NSM provides a Policy Filter tool to filter policy rules-based on one or more filter conditions
specified for rule attributes. One filter can contain several filter conditions for different
attributes. The filter only applies to the current selected rulebase. The filter results are
displayed in the same rulebase. Rules that do not match filter conditions are hidden. In
the firewall rulebase, only open rule groups are filtered. When a filter is set and a closed
rule group is expanded, only rules that match the filter will be displayed in the group. For
information about using the Policy Filter tool, refer to the NSM Online Help.

Filtering the Comment Field

You can use filters for the comments field of your policy. By default, search finds an exact
match unless used with a regular expression.
For example, you have two rules with the following two comments: test1 and
juniper,\ntest1. If you want to find all the rules that have test1 in the comments field, you
must use a regular expression.
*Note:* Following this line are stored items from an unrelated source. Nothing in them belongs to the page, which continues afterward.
//! Page to document roll-up: the fan-in counterpart to the per-page
//! fan-out in `pipeline::workers`.
//!
//! Grounded on `original_source/receivers.go`'s `receiveCompletedPendingPage`
//! dispatch loop and `original_source/aggregator.go`'s `aggregatePendingPage`.
//! The retrieved `aggregatePendingPage` is itself a stub: it emits an empty,
//! pageless `Document` for every completed page with no bookkeeping at all.
//! The accumulate-until-every-page-has-arrived behavior below is this
//! implementation's completion of that function, not a direct port.

use std::time::Duration;

use tokio::sync::mpsc;
use tokio::time::{interval, timeout};
use tracing::{error, warn};

use crate::model::{Document, Page, PendingPage};
use crate::pipeline::stages::run_stage;
use crate::pipeline::PipelineContext;

const WRITE_RETRY_INTERVAL: Duration = Duration::from_millis(333);
const WRITE_TIMEOUT: Duration = Duration::from_secs(999);

/// Keep offering `document` to `tx` on a fixed tick, bounded by an overall
/// deadline. Protects against a stuck downstream reader without blocking the
/// aggregator forever.
async fn send_with_retry(tx: &mpsc::Sender<Document>, document: Document) {
    let identifier = document.identifier.clone();
    let outcome = timeout(WRITE_TIMEOUT, async {
        let mut ticker = interval(WRITE_RETRY_INTERVAL);
        loop {
            ticker.tick().await;
            match tx.try_send(document.clone()) {
                Ok(()) => return,
                Err(mpsc::error::TrySendError::Full(_)) => continue,
                Err(mpsc::error::TrySendError::Closed(_)) => return,
            }
        }
    })
    .await;

    if outcome.is_err() {
        error!(identifier, "timed out writing compiled document downstream, abandoning");
    }
}

async fn worker_aggregate(ctx: PipelineContext, tx_next: mpsc::Sender<Document>, pp: PendingPage) {
    let Some(record) = ctx.registries.get_result_data(&pp.record_identifier).await else {
        warn!(
            page_identifier = %pp.identifier,
            record_identifier = %pp.record_identifier,
            "no record registered for completed page, dropping"
        );
        return;
    };

    let lock = ctx.lockers.document.get(&pp.record_identifier).await;
    let _guard = lock.write().await;

    let page = Page {
        identifier: pp.identifier.clone(),
        document_identifier: pp.record_identifier.clone(),
        page_number: pp.page_number,
        metadata: Default::default(),
        ocr_text: String::new(),
    };

    if let Some(document) = ctx.registries.upsert_document_page(&record, page).await {
        send_with_retry(&tx_next, document).await;
    }
}

/// Spawn the aggregator's dispatch loop, consuming `CompletedPage` messages
/// and producing onto the `CompiledDocument` channel.
pub fn spawn(ctx: PipelineContext, rx: mpsc::Receiver<PendingPage>, tx: mpsc::Sender<Document>) -> tokio::task::JoinHandle<()> {
    let cancel = ctx.cancel.clone();
    tokio::spawn(run_stage(rx, cancel, move |item| {
        let ctx = ctx.clone();
        let tx = tx.clone();
        async move { worker_aggregate(ctx, tx, item).await }
    }))
}

#[cfg(test)]
mod tests {
    use super::*;
    use crate::config::{GateConfig, Settings};
    use crate::gates::Gates;
    use crate::ids::IdentifierMint;
    use crate::lockers::Lockers;
    use crate::registry::Registries;
    use crate::tools::ResolvedBinaries;
    use std::collections::HashMap;
    use std::path::PathBuf;
    use std::sync::Arc;

    fn test_context() -> PipelineContext {
        let (_cancel_tx, cancel_rx) = tokio::sync::watch::channel(false);
        PipelineContext {
            settings: Arc::new(Settings::default()),
            gates: Gates::new(&GateConfig::default()),
            lockers: Arc::new(Lockers::new()),
            registries: Arc::new(Registries::new()),
            binaries: Arc::new(ResolvedBinaries::default()),
            mint: IdentifierMint::new(),
            http_client: reqwest::Client::new(),
            cancel: cancel_rx,
        }
    }

    fn sample_record(identifier: &str, total_pages: u32) -> crate::model::ResultData {
        crate::model::ResultData {
            identifier: identifier.to_string(),
            url: None,
            data_dir: PathBuf::from("/db/abc"),
            pdf_path: PathBuf::from("/db/abc/source.pdf"),
            url_checksum: String::new(),
            pdf_checksum: String::new(),
            ocr_text_path: PathBuf::new(),
            extracted_text_path: PathBuf::new(),
            record_path: PathBuf::new(),
            total_pages,
            info: Default::default(),
            metadata: HashMap::new(),
        }
    }

    fn sample_page(record_identifier: &str, page_number: u32) -> PendingPage {
        PendingPage {
            identifier: format!("p{page_number}"),
            record_identifier: record_identifier.to_string(),
            page_number,
            pdf_path: PathBuf::new(),
            pages_dir: PathBuf::new(),
            ocr_text_path: PathBuf::new(),
            manifest_path: PathBuf::new(),
            images: Default::default(),
            language: String::new(),
            cryptonyms: Vec::new(),
            dates: Vec::new(),
        }
    }

    #[tokio::test]
    async fn document_is_emitted_once_all_pages_arrive() {
        let ctx = test_context();
        ctx.registries.insert_result_data(sample_record("doc1", 2)).await;

        let (tx, mut rx) = mpsc::channel(4);

        worker_aggregate(ctx.clone(), tx.clone(), sample_page("doc1", 1)).await;
        assert!(rx.try_recv().is_err());

        worker_aggregate(ctx.clone(), tx.clone(), sample_page("doc1", 2)).await;
        let document = rx.try_recv().expect("document should have been emitted");
        assert_eq!(document.identifier, "doc1");
        assert_eq!(document.pages.len(), 2);
    }

    #[tokio::test]
    async fn missing_record_is_dropped_without_panicking() {
        let ctx = test_context();
        let (tx, mut rx) = mpsc::channel(4);
        worker_aggregate(ctx, tx, sample_page("unknown", 1)).await;
        assert!(rx.try_recv().is_err());
    }
}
If you do not use the regular expression checkbox, the
search returns rules with comment test1 only.
If you want to find all rules that end with the string test1, you can use one of the following
regular expressions:
.*test1|.*\ntest1
(.*|.*\n)test1
When you create a new IDP security policy, you can select from the following predefined
policies or use the Policy Creation Wizard, as described in the next section.
NOTE: IDP predefined policies are empty after an attack update. Relaunch the GUI to
reinstate the policies.
Copyright © 2010, Juniper Networks, Inc.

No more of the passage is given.